* What you will do
In the listing below, locate the lines bearing the word "Zlib". Copy every one of them.

* Data supplied
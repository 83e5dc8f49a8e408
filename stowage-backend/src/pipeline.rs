//! Ordered transform pipelines for keys and values.
//!
//! A [`Pipeline`] is compiled once from a list of [`Step`] names and applied
//! on every call. Forward application runs the steps in configured order;
//! reverse application undoes the reversible steps in reverse order.
//!
//! ```ignore
//! use stowage_backend::{Pipeline, Step};
//!
//! let keys = Pipeline::keys(&[Step::Json, Step::Sha256], Some("ns:"))?;
//! // json -> prefix -> sha256
//! ```

use std::{fmt, str::FromStr};

use serde::{Deserialize, Serialize};
use stowage_core::Value;
use thiserror::Error;

use crate::{
    Compressor, EncodingError, StoreError, TextEncoding,
    format::{BincodeFormat, Format, JsonFormat, RonFormat},
    key,
};

/// Named transform step.
#[derive(Debug, Clone, Copy, PartialEq, Eq, Hash, Serialize, Deserialize)]
#[serde(rename_all = "lowercase")]
pub enum Step {
    #[serde(alias = "marshal")]
    Bincode,
    Json,
    Ron,
    Zlib,
    Gzip,
    Zstd,
    Base64,
    Hex,
    Prefix,
    Escape,
    Sha256,
    Spread,
}

/// What a step does to its input.
#[derive(Debug, Clone, Copy, PartialEq, Eq)]
pub enum StepKind {
    /// Structured value to bytes.
    Serialize,
    /// Bytes to fewer bytes.
    Compress,
    /// Bytes to text-safe bytes.
    Encode,
    /// One-way key shaping.
    Key,
}

impl Step {
    pub const ALL: [Step; 12] = [
        Step::Bincode,
        Step::Json,
        Step::Ron,
        Step::Zlib,
        Step::Gzip,
        Step::Zstd,
        Step::Base64,
        Step::Hex,
        Step::Prefix,
        Step::Escape,
        Step::Sha256,
        Step::Spread,
    ];

    pub fn name(&self) -> &'static str {
        match self {
            Step::Bincode => "bincode",
            Step::Json => "json",
            Step::Ron => "ron",
            Step::Zlib => "zlib",
            Step::Gzip => "gzip",
            Step::Zstd => "zstd",
            Step::Base64 => "base64",
            Step::Hex => "hex",
            Step::Prefix => "prefix",
            Step::Escape => "escape",
            Step::Sha256 => "sha256",
            Step::Spread => "spread",
        }
    }

    pub fn kind(&self) -> StepKind {
        match self {
            Step::Bincode | Step::Json | Step::Ron => StepKind::Serialize,
            Step::Zlib | Step::Gzip | Step::Zstd => StepKind::Compress,
            Step::Base64 | Step::Hex => StepKind::Encode,
            Step::Prefix | Step::Escape | Step::Sha256 | Step::Spread => StepKind::Key,
        }
    }

    pub fn is_reversible(&self) -> bool {
        self.kind() != StepKind::Key
    }
}

impl fmt::Display for Step {
    fn fmt(&self, f: &mut fmt::Formatter<'_>) -> fmt::Result {
        f.write_str(self.name())
    }
}

impl FromStr for Step {
    type Err = PipelineError;

    fn from_str(name: &str) -> Result<Self, Self::Err> {
        if name == "marshal" {
            return Ok(Step::Bincode);
        }
        Step::ALL
            .into_iter()
            .find(|step| step.name() == name)
            .ok_or_else(|| PipelineError::UnknownStep(name.to_owned()))
    }
}

#[derive(Debug, Error, PartialEq, Eq)]
pub enum PipelineError {
    #[error("unknown transform step `{0}`")]
    UnknownStep(String),

    /// The step needs a cargo feature that is not enabled.
    #[error("transform step `{step}` requires the `{feature}` feature")]
    Unavailable { step: Step, feature: &'static str },

    /// A one-way step was placed in a value pipeline.
    #[error("transform step `{0}` is irreversible and cannot be applied to values")]
    Irreversible(Step),
}

enum Stage {
    Raw,
    Format(Box<dyn Format>),
    Compress(Box<dyn Compressor>),
    Encode(TextEncoding),
    Prefix(Option<String>),
    Escape,
    Sha256,
    Spread,
}

impl fmt::Debug for Stage {
    fn fmt(&self, f: &mut fmt::Formatter<'_>) -> fmt::Result {
        match self {
            Stage::Raw => f.write_str("Raw"),
            Stage::Format(format) => write!(f, "Format({:?})", format.format_type_id()),
            Stage::Compress(compressor) => write!(f, "Compress({compressor:?})"),
            Stage::Encode(encoding) => write!(f, "Encode({encoding:?})"),
            Stage::Prefix(prefix) => write!(f, "Prefix({prefix:?})"),
            Stage::Escape => f.write_str("Escape"),
            Stage::Sha256 => f.write_str("Sha256"),
            Stage::Spread => f.write_str("Spread"),
        }
    }
}

impl Stage {
    fn compile(step: Step, prefix: Option<&str>) -> Result<Self, PipelineError> {
        Ok(match step {
            Step::Bincode => Stage::Format(Box::new(BincodeFormat)),
            Step::Json => Stage::Format(Box::new(JsonFormat)),
            Step::Ron => Stage::Format(Box::new(RonFormat)),
            #[cfg(feature = "gzip")]
            Step::Zlib => Stage::Compress(Box::new(crate::ZlibCompressor::default())),
            #[cfg(feature = "gzip")]
            Step::Gzip => Stage::Compress(Box::new(crate::GzipCompressor::default())),
            #[cfg(not(feature = "gzip"))]
            Step::Zlib | Step::Gzip => {
                return Err(PipelineError::Unavailable {
                    step,
                    feature: "gzip",
                });
            }
            #[cfg(feature = "zstd")]
            Step::Zstd => Stage::Compress(Box::new(crate::ZstdCompressor::default())),
            #[cfg(not(feature = "zstd"))]
            Step::Zstd => {
                return Err(PipelineError::Unavailable {
                    step,
                    feature: "zstd",
                });
            }
            Step::Base64 => Stage::Encode(TextEncoding::Base64),
            Step::Hex => Stage::Encode(TextEncoding::Hex),
            Step::Prefix => Stage::Prefix(prefix.map(str::to_owned)),
            Step::Escape => Stage::Escape,
            Step::Sha256 => Stage::Sha256,
            Step::Spread => Stage::Spread,
        })
    }

    fn forward(&self, value: Value) -> Result<Value, StoreError> {
        Ok(match self {
            Stage::Raw => Value::from(raw::tag(&value)?),
            Stage::Format(format) => Value::Bytes(format.serialize(&value)?),
            Stage::Compress(compressor) => {
                Value::from(compressor.compress(bytes_of(&value)?)?)
            }
            Stage::Encode(encoding) => Value::Text(encoding.encode(bytes_of(&value)?)),
            Stage::Prefix(None) => value,
            Stage::Prefix(Some(prefix)) => key::prefix(prefix, value)?,
            Stage::Escape => key::escape_key(&value)?,
            Stage::Sha256 => key::sha256_key(&value)?,
            Stage::Spread => key::spread_key(&value)?,
        })
    }

    fn reverse(&self, value: Value) -> Result<Value, StoreError> {
        Ok(match self {
            Stage::Raw => raw::untag(bytes_of(&value)?)?,
            Stage::Format(format) => format.deserialize(bytes_of(&value)?)?,
            Stage::Compress(compressor) => {
                Value::from(compressor.decompress(bytes_of(&value)?)?)
            }
            Stage::Encode(encoding) => Value::from(encoding.decode(bytes_of(&value)?)?),
            // one-way stages are never undone
            Stage::Prefix(_) | Stage::Escape | Stage::Sha256 | Stage::Spread => value,
        })
    }
}

/// Representation tagging for value pipelines that start with a byte-level
/// step. Text and bytes share the same byte form, so the variant is stored in
/// a leading tag byte to come back unchanged.
mod raw {
    use stowage_core::Value;

    use crate::EncodingError;

    const TEXT: u8 = b't';
    const BYTES: u8 = b'b';

    pub(super) fn tag(value: &Value) -> Result<Vec<u8>, EncodingError> {
        let (tag, data) = match value {
            Value::Text(text) => (TEXT, text.as_bytes()),
            Value::Bytes(bytes) => (BYTES, &bytes[..]),
            other => return Err(EncodingError::Unsupported(other.kind())),
        };
        let mut tagged = Vec::with_capacity(data.len() + 1);
        tagged.push(tag);
        tagged.extend_from_slice(data);
        Ok(tagged)
    }

    pub(super) fn untag(data: &[u8]) -> Result<Value, EncodingError> {
        match data.split_first() {
            Some((&TEXT, rest)) => Ok(Value::Text(String::from_utf8(rest.to_vec())?)),
            Some((&BYTES, rest)) => Ok(Value::from(rest.to_vec())),
            Some((other, _)) => Err(EncodingError::UnknownTag(Some(*other))),
            None => Err(EncodingError::UnknownTag(None)),
        }
    }
}

fn bytes_of(value: &Value) -> Result<&[u8], EncodingError> {
    value
        .as_bytes()
        .ok_or_else(|| EncodingError::Unsupported(value.kind()))
}

/// Compiled sequence of transform steps.
#[derive(Debug, Default)]
pub struct Pipeline {
    steps: Vec<Step>,
    stages: Vec<Stage>,
}

impl Pipeline {
    /// Compiles a key pipeline.
    ///
    /// When `prefix` is set and `steps` has no explicit [`Step::Prefix`], the
    /// prefix is inserted before the first irreversible step, or appended if
    /// there is none. An explicit `prefix` step without a prefix is a no-op.
    pub fn keys(steps: &[Step], prefix: Option<&str>) -> Result<Self, PipelineError> {
        let mut steps = steps.to_vec();
        if prefix.is_some() && !steps.contains(&Step::Prefix) {
            let at = steps
                .iter()
                .position(|step| !step.is_reversible())
                .unwrap_or(steps.len());
            steps.insert(at, Step::Prefix);
        }
        Self::compile(steps, prefix)
    }

    /// Compiles a value pipeline. Every step must be reversible.
    ///
    /// A pipeline that starts with a compress or encode step only accepts
    /// text and bytes, and tags which of the two it was given so that
    /// [`reverse`](Self::reverse) returns the same variant.
    pub fn values(steps: &[Step]) -> Result<Self, PipelineError> {
        if let Some(step) = steps.iter().find(|step| !step.is_reversible()) {
            return Err(PipelineError::Irreversible(*step));
        }
        let mut pipeline = Self::compile(steps.to_vec(), None)?;
        if steps
            .first()
            .is_some_and(|step| step.kind() != StepKind::Serialize)
        {
            pipeline.stages.insert(0, Stage::Raw);
        }
        Ok(pipeline)
    }

    fn compile(steps: Vec<Step>, prefix: Option<&str>) -> Result<Self, PipelineError> {
        let stages = steps
            .iter()
            .map(|step| Stage::compile(*step, prefix))
            .collect::<Result<_, _>>()?;
        Ok(Self { steps, stages })
    }

    /// The effective steps, including an inserted prefix.
    pub fn steps(&self) -> &[Step] {
        &self.steps
    }

    pub fn is_empty(&self) -> bool {
        self.stages.is_empty()
    }

    /// Applies every step in configured order.
    pub fn forward(&self, value: Value) -> Result<Value, StoreError> {
        self.stages
            .iter()
            .try_fold(value, |value, stage| stage.forward(value))
    }

    /// Undoes the reversible steps in reverse order.
    pub fn reverse(&self, value: Value) -> Result<Value, StoreError> {
        self.stages
            .iter()
            .rev()
            .try_fold(value, |value, stage| stage.reverse(value))
    }
}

* Exercise solution
    Zlib,
        Step::Zlib,
            Step::Zlib => "zlib",
            Step::Zlib | Step::Gzip | Step::Zstd => StepKind::Compress,
            Step::Zlib => Stage::Compress(Box::new(crate::ZlibCompressor::default())),
            Step::Zlib | Step::Gzip => {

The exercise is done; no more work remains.